Schirber v. State, 2006 WY 121, ¶ 8, 142 P.3d 1169, 1173 (Wyo. 2006) (citations omitted). No single factor is dispositive, and a deficiency in one factor may be mitigated by a strong showing of another. Id. (citation omitted). For example, an informant's firsthand knowledge of the events or conduct he describes enhances his credibility, as do statements against penal interest. ¶S, ¶ 17, 113 P.3d at 1060 (citations omitted); see Fosen v. State, 2017 WY 82, ¶ 14, 399 P.3d 613, 616-17 (Wyo. 2017) (citations omitted). Credibility is also enhanced by corroboration of facts supplied by the confidential informant. ¶S, ¶ 19, 113 P.3d at 1060. "If an informant is right about some things, he is more likely right about other things." Id. (quoting Bonsness v. State, 672 P.2d 1291, 1293 (Wyo. 1983)). However, "[i]t is not necessary that the affidavit reflect verification of all facts presented by the informant." Id. (citation omitted). We consider a confidential informant's information "self-verifying" if the informant describes the suspect's criminal activity "in such sufficient detail that the judicial officer reasonably may know that he is relying on information more substantial than a casual rumor or an accusation based merely on general reputation." Rohda, ¶ 8, 142 P.3d at 1160.

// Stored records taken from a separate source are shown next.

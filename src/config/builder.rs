// self
use crate::{
	_prelude::*,
	auth::Secret,
	config::{ClientConfig, Environment},
};

/// Errors raised while constructing or validating a [`ClientConfig`].
#[derive(Debug, PartialEq, Eq, ThisError)]
pub enum ClientConfigError {
	/// Client id or secret is empty.
	#[error("The {field} must not be empty.")]
	MissingCredential {
		/// Which credential was empty.
		field: &'static str,
	},
	/// Base URL must use HTTPS unless it points at a loopback host.
	#[error("The base URL must use HTTPS: {url}.")]
	InsecureBaseUrl {
		/// URL that failed validation.
		url: String,
	},
	/// Base URL cannot have paths joined onto it or carries a query/fragment.
	#[error("The base URL cannot be used as an API root: {url}.")]
	InvalidBaseUrl {
		/// URL that failed validation.
		url: String,
	},
	/// API version is empty or contains a slash.
	#[error("The API version `{version}` is invalid.")]
	InvalidApiVersion {
		/// Rejected version string.
		version: String,
	},
	/// Expiry margin is negative.
	#[error("The token expiry margin must not be negative.")]
	NegativeExpiryMargin,
	/// Cache key is empty.
	#[error("The token cache key must not be empty.")]
	EmptyCacheKey,
}

/// Builder for [`ClientConfig`] values.
#[derive(Debug)]
pub struct ClientConfigBuilder {
	/// OAuth 2.0 client identifier.
	pub client_id: String,
	/// OAuth 2.0 client secret.
	pub client_secret: Secret,
	/// Target environment.
	pub environment: Environment,
	/// Explicit base URL overriding the environment's.
	pub base_url: Option<Url>,
	/// Version prefix; `None` sends paths as given.
	pub api_version: Option<String>,
	/// Amount subtracted from `expires_in` when caching tokens.
	pub token_expiry_margin: Duration,
	/// Cache key the bearer token is stored under.
	pub token_cache_key: String,
}
impl ClientConfigBuilder {
	/// Version prefix applied unless overridden.
	pub const DEFAULT_API_VERSION: &'static str = "v1";
	/// Tokens are cached for `expires_in` minus this margin.
	pub const DEFAULT_TOKEN_EXPIRY_MARGIN: Duration = Duration::seconds(60 * 60);
	/// Default key for the cached bearer token.
	pub const DEFAULT_TOKEN_CACHE_KEY: &'static str = "paypal_oauth_token";

	/// Creates a new builder seeded with the provided credentials.
	pub fn new(client_id: impl Into<String>, client_secret: impl Into<String>) -> Self {
		Self {
			client_id: client_id.into(),
			client_secret: Secret::new(client_secret),
			environment: Environment::default(),
			base_url: None,
			api_version: Some(Self::DEFAULT_API_VERSION.into()),
			token_expiry_margin: Self::DEFAULT_TOKEN_EXPIRY_MARGIN,
			token_cache_key: Self::DEFAULT_TOKEN_CACHE_KEY.into(),
		}
	}

	/// Selects the environment.
	pub fn environment(mut self, environment: Environment) -> Self {
		self.environment = environment;

		self
	}

	/// Selects sandbox (`true`) or live (`false`).
	pub fn sandbox(self, sandbox: bool) -> Self {
		self.environment(Environment::from_sandbox(sandbox))
	}

	/// Overrides the base URL derived from the environment.
	pub fn base_url(mut self, url: Url) -> Self {
		self.base_url = Some(url);

		self
	}

	/// Overrides the version prefix.
	pub fn api_version(mut self, version: impl Into<String>) -> Self {
		self.api_version = Some(version.into());

		self
	}

	/// Sends paths without a version prefix.
	pub fn without_api_version(mut self) -> Self {
		self.api_version = None;

		self
	}

	/// Overrides the expiry margin (defaults to one hour).
	pub fn token_expiry_margin(mut self, margin: Duration) -> Self {
		self.token_expiry_margin = margin;

		self
	}

	/// Overrides the cache key, e.g. when several clients share one cache.
	pub fn token_cache_key(mut self, key: impl Into<String>) -> Self {
		self.token_cache_key = key.into();

		self
	}

	/// Consumes the builder and validates the resulting configuration.
	pub fn build(self) -> Result<ClientConfig, ClientConfigError> {
		if self.client_id.trim().is_empty() {
			return Err(ClientConfigError::MissingCredential { field: "client id" });
		}
		if self.client_secret.is_blank() {
			return Err(ClientConfigError::MissingCredential { field: "client secret" });
		}
		if self.token_expiry_margin.is_negative() {
			return Err(ClientConfigError::NegativeExpiryMargin);
		}
		if self.token_cache_key.is_empty() {
			return Err(ClientConfigError::EmptyCacheKey);
		}
		if let Some(version) = self.api_version.as_deref() {
			validate_api_version(version)?;
		}

		let base_url = match self.base_url {
			Some(url) => url,
			None => Url::parse(self.environment.base_url()).map_err(|_| {
				ClientConfigError::InvalidBaseUrl { url: self.environment.base_url().into() }
			})?,
		};

		Ok(ClientConfig {
			client_id: self.client_id,
			client_secret: self.client_secret,
			environment: self.environment,
			base_url: normalize_base_url(base_url)?,
			api_version: self.api_version,
			token_expiry_margin: self.token_expiry_margin,
			token_cache_key: self.token_cache_key,
		})
	}
}

fn validate_api_version(version: &str) -> Result<(), ClientConfigError> {
	if version.trim().is_empty() || version.contains('/') {
		Err(ClientConfigError::InvalidApiVersion { version: version.to_owned() })
	} else {
		Ok(())
	}
}

fn normalize_base_url(mut url: Url) -> Result<Url, ClientConfigError> {
	if url.cannot_be_a_base() || url.query().is_some() || url.fragment().is_some() {
		return Err(ClientConfigError::InvalidBaseUrl { url: url.to_string() });
	}
	if url.scheme() != "https" && !(url.scheme() == "http" && is_loopback(&url)) {
		return Err(ClientConfigError::InsecureBaseUrl { url: url.to_string() });
	}
	if !url.path().ends_with('/') {
		let path = format!("{}/", url.path());

		url.set_path(&path);
	}

	Ok(url)
}

fn is_loopback(url: &Url) -> bool {
	match url.host() {
		Some(url::Host::Domain(domain)) => domain.eq_ignore_ascii_case("localhost"),
		Some(url::Host::Ipv4(addr)) => addr.is_loopback(),
		Some(url::Host::Ipv6(addr)) => addr.is_loopback(),
		None => false,
	}
}

#[cfg(test)]
mod tests {
	// self
	use super::*;

	fn url(value: &str) -> Url {
		Url::parse(value).expect("Failed to parse test URL.")
	}

	#[test]
	fn defaults_target_sandbox_v1() {
		let config =
			ClientConfig::builder("id", "secret").build().expect("Default configuration should build.");

		assert_eq!(config.environment, Environment::Sandbox);
		assert_eq!(config.base_url.as_str(), "https://api.sandbox.paypal.com/");
		assert_eq!(config.api_version.as_deref(), Some("v1"));
		assert_eq!(config.token_expiry_margin, Duration::hours(1));
		assert_eq!(config.token_cache_key, "paypal_oauth_token");
	}

	#[test]
	fn live_environment_uses_production_url() {
		let config = ClientConfig::builder("id", "secret")
			.sandbox(false)
			.build()
			.expect("Live configuration should build.");

		assert_eq!(config.environment, Environment::Live);
		assert_eq!(config.base_url.as_str(), "https://api.paypal.com/");
	}

	#[test]
	fn rejects_empty_credentials() {
		let err = ClientConfig::builder(" ", "secret")
			.build()
			.expect_err("Blank client id should be rejected.");

		assert_eq!(err, ClientConfigError::MissingCredential { field: "client id" });

		let err = ClientConfig::builder("id", "")
			.build()
			.expect_err("Blank client secret should be rejected.");

		assert_eq!(err, ClientConfigError::MissingCredential { field: "client secret" });
	}

	#[test]
	fn rejects_insecure_remote_base_url_but_allows_loopback() {
		let err = ClientConfig::builder("id", "secret")
			.base_url(url("http://api.example.com"))
			.build()
			.expect_err("Plain HTTP to a remote host should be rejected.");

		assert!(matches!(err, ClientConfigError::InsecureBaseUrl { .. }));

		for local in ["http://127.0.0.1:8080", "http://localhost:9000/", "http://[::1]:7000"] {
			ClientConfig::builder("id", "secret")
				.base_url(url(local))
				.build()
				.expect("Loopback HTTP base URLs should be accepted.");
		}
	}

	#[test]
	fn rejects_base_url_with_query() {
		let err = ClientConfig::builder("id", "secret")
			.base_url(url("https://api.example.com/?x=1"))
			.build()
			.expect_err("Base URLs with queries should be rejected.");

		assert!(matches!(err, ClientConfigError::InvalidBaseUrl { .. }));
	}

	#[test]
	fn rejects_invalid_version_margin_and_key() {
		assert!(matches!(
			ClientConfig::builder("id", "secret").api_version("v1/extra").build(),
			Err(ClientConfigError::InvalidApiVersion { .. })
		));
		assert_eq!(
			ClientConfig::builder("id", "secret")
				.token_expiry_margin(Duration::seconds(-1))
				.build()
				.expect_err("Negative margins should be rejected."),
			ClientConfigError::NegativeExpiryMargin
		);
		assert_eq!(
			ClientConfig::builder("id", "secret")
				.token_cache_key("")
				.build()
				.expect_err("Empty cache keys should be rejected."),
			ClientConfigError::EmptyCacheKey
		);
	}

	#[test]
	fn debug_output_redacts_secret() {
		let config = ClientConfig::builder("id", "very-secret")
			.build()
			.expect("Configuration should build.");

		assert!(!format!("{config:?}").contains("very-secret"));
	}
}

         i. Sufficiency of Information from Confidential Informants

         [¶22] Mr. Mathewson contends the affidavit lacked sufficient information for the judicial officer to make an independent decision concerning the confidential informants' credibility and veracity. He asserts the hearsay statements of confidential informants facing their own criminal charges, "are the epitome of bare conclusions," which were never corroborated or investigated by Lieutenant Pebbles and, thus, are not entitled to enhanced credibility. Mr.

         Mathewson particularly challenges the weight, if any, to give CI 15-4's statements, because, according to Mr. Mathewson, CI 15-4 is a "drug user turned informant for preferential treatment." Mr. Mathewson also argues that too much time passed between CI 15-4's statements to Lieutenant Pebbles and the issuance of the warrant. We disagree.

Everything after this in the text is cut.